## DESCRIPTION OF THE TASK
Check each line of the data, and copy those where "match" appears.

(Saved data entries)
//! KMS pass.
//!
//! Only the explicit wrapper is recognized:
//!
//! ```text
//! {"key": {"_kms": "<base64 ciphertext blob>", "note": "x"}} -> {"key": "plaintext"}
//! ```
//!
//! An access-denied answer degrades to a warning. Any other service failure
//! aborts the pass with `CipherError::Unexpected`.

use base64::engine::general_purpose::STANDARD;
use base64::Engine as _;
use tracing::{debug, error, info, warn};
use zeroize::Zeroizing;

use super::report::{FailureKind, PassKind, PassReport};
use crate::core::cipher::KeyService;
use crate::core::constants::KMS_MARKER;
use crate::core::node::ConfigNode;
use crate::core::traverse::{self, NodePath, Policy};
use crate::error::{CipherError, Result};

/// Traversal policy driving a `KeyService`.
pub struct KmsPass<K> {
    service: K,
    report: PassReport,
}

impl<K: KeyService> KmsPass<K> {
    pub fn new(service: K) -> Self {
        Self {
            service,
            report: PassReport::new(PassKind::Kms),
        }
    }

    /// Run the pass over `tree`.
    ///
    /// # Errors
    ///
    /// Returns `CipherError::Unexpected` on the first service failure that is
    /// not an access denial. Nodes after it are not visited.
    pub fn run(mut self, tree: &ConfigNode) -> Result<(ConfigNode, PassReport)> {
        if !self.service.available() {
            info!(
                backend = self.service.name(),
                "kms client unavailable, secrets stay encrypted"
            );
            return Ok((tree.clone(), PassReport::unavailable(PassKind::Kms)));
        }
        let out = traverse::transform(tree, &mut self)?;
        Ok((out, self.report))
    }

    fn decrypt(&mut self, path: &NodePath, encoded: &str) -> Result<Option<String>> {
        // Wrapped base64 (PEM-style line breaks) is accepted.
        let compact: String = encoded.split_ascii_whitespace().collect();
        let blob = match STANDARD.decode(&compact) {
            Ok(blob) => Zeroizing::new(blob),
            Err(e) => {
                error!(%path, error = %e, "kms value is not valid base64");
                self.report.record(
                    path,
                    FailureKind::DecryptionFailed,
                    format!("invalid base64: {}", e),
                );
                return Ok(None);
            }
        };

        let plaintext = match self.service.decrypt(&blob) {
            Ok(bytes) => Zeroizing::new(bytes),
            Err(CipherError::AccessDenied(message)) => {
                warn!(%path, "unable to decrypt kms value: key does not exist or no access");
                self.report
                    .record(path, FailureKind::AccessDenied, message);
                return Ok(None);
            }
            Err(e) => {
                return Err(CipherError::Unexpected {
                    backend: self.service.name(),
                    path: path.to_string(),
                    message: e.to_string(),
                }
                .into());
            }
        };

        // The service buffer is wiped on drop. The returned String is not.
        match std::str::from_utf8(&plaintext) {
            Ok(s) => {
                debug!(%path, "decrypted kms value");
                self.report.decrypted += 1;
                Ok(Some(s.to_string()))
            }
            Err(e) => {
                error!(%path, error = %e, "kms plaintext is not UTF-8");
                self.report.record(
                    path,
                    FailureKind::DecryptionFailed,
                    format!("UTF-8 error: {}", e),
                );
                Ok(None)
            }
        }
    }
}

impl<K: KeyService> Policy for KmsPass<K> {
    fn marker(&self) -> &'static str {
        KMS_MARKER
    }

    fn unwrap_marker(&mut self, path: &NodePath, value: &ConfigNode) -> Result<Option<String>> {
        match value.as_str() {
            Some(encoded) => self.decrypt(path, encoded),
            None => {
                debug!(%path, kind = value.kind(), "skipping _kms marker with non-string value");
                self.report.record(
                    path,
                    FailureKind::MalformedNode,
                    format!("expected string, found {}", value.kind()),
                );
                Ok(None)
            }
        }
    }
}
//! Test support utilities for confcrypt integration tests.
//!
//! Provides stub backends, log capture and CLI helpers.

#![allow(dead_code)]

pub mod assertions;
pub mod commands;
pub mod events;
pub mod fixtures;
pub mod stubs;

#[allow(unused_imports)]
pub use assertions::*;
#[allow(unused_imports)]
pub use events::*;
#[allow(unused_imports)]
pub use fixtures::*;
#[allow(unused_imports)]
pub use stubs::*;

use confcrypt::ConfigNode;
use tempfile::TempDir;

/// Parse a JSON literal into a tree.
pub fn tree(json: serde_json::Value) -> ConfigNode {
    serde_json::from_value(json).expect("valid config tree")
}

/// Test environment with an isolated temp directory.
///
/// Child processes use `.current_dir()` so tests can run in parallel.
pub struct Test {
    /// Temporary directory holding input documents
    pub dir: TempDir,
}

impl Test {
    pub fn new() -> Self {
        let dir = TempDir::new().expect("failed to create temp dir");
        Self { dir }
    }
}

## RESPONSE AREA
        let blob = match STANDARD.decode(&compact) {
        let plaintext = match self.service.decrypt(&blob) {
        match std::str::from_utf8(&plaintext) {
        match value.as_str() {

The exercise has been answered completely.